===== Source information =====

//! orgwatch CLI
//!
//! Wires the engine components together and renders emitted events.
//! All engine behavior lives in the library.

use std::path::PathBuf;
use std::sync::Arc;

use clap::{Parser, Subcommand};
use tokio::sync::mpsc;
use tokio_util::sync::CancellationToken;

use orgwatch::{
    cache::Cache,
    error::Result,
    fetch::HttpFetcher,
    models::{Config, EngineEvent},
    poll::{IncidentPoller, StatusPoller},
    store::{LocalStore, Store},
    sync::{OrgRosterSync, apply_changes, reconcile},
};

/// orgwatch - organization roster sync and platform status monitor
#[derive(Parser, Debug)]
#[command(
    name = "orgwatch",
    version,
    about = "Organization roster sync and platform status monitor"
)]
struct Cli {
    /// Path to the data directory containing config and state files
    #[arg(short, long, default_value = "data")]
    data_dir: PathBuf,

    /// Enable verbose logging
    #[arg(short, long)]
    verbose: bool,

    #[command(subcommand)]
    command: Command,
}

#[derive(Subcommand, Debug)]
enum Command {
    /// Run the status and incident pollers until interrupted
    Watch,

    /// Sync the organization roster and reconcile local ranks
    Sync {
        /// Organization short-code (default: from config)
        #[arg(long)]
        sid: Option<String>,
    },

    /// Check current platform status once
    Status,

    /// Show recent incidents from the store
    Incidents {
        /// Maximum entries to show
        #[arg(long, default_value_t = 5)]
        limit: usize,
    },

    /// Validate configuration files
    Validate,

    /// Show current store state
    Info,
}

/// Initialize logging based on verbosity flag.
fn init_logging(verbose: bool) {
    let level = if verbose { "debug" } else { "info" };
    env_logger::Builder::from_env(env_logger::Env::default().default_filter_or(level))
        .format_timestamp_secs()
        .init();
}

/// Render engine events as log lines.
fn spawn_event_printer(
    mut events: mpsc::Receiver<EngineEvent>,
) -> tokio::task::JoinHandle<()> {
    tokio::spawn(async move {
        while let Some(event) = events.recv().await {
            match event {
                EngineEvent::StatusChanged(snapshot) => {
                    for (system, status) in &snapshot.systems {
                        log::info!("status: {system} -> {}", status.as_str());
                    }
                }
                EngineEvent::NewIncident { record, urgent } => {
                    let marker = if urgent { " [URGENT]" } else { "" };
                    log::info!("incident{marker}: {} ({})", record.title, record.status);
                }
                EngineEvent::RosterSynced(members) => {
                    log::info!("roster synced: {} members", members.len());
                }
                EngineEvent::MemberReconciled(change) => {
                    log::info!(
                        "rank change: {} {} -> {} ({})",
                        change.handle,
                        change.old_rank,
                        change.new_rank,
                        change.reason.describe()
                    );
                }
            }
        }
    })
}

/// Main entry point for the CLI application.
#[tokio::main]
async fn main() -> Result<()> {
    let cli = Cli::parse();
    init_logging(cli.verbose);

    let config_path = cli.data_dir.join("config.toml");
    let config = Config::load_or_default(&config_path);
    config.validate()?;

    let token = CancellationToken::new();
    let fetcher = HttpFetcher::new(&config.fetcher, token.clone())?;
    let cache = Cache::new(&config.cache);
    let store: Arc<dyn Store> =
        Arc::new(LocalStore::new(&cli.data_dir, config.poll.history_limit));
    let (events_tx, events_rx) = mpsc::channel(256);
    let printer = spawn_event_printer(events_rx);

    match cli.command {
        Command::Watch => {
            let status_poller = StatusPoller::new(
                fetcher.clone(),
                cache.clone(),
                Arc::clone(&store),
                &config,
                &config.cache,
                events_tx.clone(),
            )?;
            let incident_poller = IncidentPoller::new(
                fetcher.clone(),
                Arc::clone(&store),
                &config,
                events_tx.clone(),
            )?;

            let status_handle = tokio::spawn(status_poller.run(token.child_token()));
            let incident_handle = tokio::spawn(incident_poller.run(token.child_token()));

            log::info!("Watching; press Ctrl-C to stop");
            tokio::signal::ctrl_c().await?;
            log::info!("Shutdown requested");
            token.cancel();

            let _ = status_handle.await;
            let _ = incident_handle.await;
        }

        Command::Sync { sid } => {
            let roster_sync = OrgRosterSync::new(
                fetcher.clone(),
                cache.clone(),
                config.endpoints.clone(),
                config.roster.clone(),
                &config.cache,
                events_tx.clone(),
            );

            let sid = sid.unwrap_or_else(|| config.roster.org_sid.clone());
            let roster = roster_sync.sync_org(&sid).await?;
            log::info!("Fetched {} roster members for {sid}", roster.len());

            let local = store.members().await?;
            let changes = reconcile(&roster, &local, &config.ranks, chrono::Utc::now());
            if changes.is_empty() {
                log::info!("All {} local members already consistent", local.len());
            } else {
                apply_changes(store.as_ref(), &events_tx, &changes).await?;
                log::info!("Applied {} rank changes", changes.len());
            }
        }

        Command::Status => {
            let status_poller = StatusPoller::new(
                fetcher.clone(),
                cache.clone(),
                Arc::clone(&store),
                &config,
                &config.cache,
                events_tx.clone(),
            )?;

            let snapshot = status_poller.current_status(chrono::Utc::now()).await?;
            for (system, status) in &snapshot.systems {
                log::info!("{system}: {}", status.as_str());
            }
        }

        Command::Incidents { limit } => {
            let incidents = store.recent_incidents(limit).await?;
            if incidents.is_empty() {
                log::info!("No incidents recorded.");
            }
            for incident in incidents {
                log::info!(
                    "[{}] {} ({})",
                    incident.timestamp.format("%Y-%m-%d %H:%M UTC"),
                    incident.title,
                    incident.status
                );
            }
        }

        Command::Validate => {
            log::info!("Validating configuration...");
            config.validate()?;
            log::info!("✓ Config OK");
        }

        Command::Info => {
            log::info!("Data directory: {}", cli.data_dir.display());

            match store.load_status().await? {
                Some(snapshot) => {
                    log::info!("Last status check: {}", snapshot.checked_at.to_rfc3339())
                }
                None => log::info!("No status snapshot yet."),
            }

            let incidents = store.recent_incidents(usize::MAX).await?;
            log::info!("Stored incidents: {}", incidents.len());

            let members = store.members().await?;
            log::info!("Local members: {}", members.len());

            let history = store.role_history(usize::MAX).await?;
            log::info!("Rank changes on record: {}", history.len());
        }
    }

    drop(events_tx);
    let _ = printer.await;

    Ok(())
}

=====

[Exercise]
Respond with the number of lines in the entries that include the string "state", and nothing besides.

[Expected answer]
2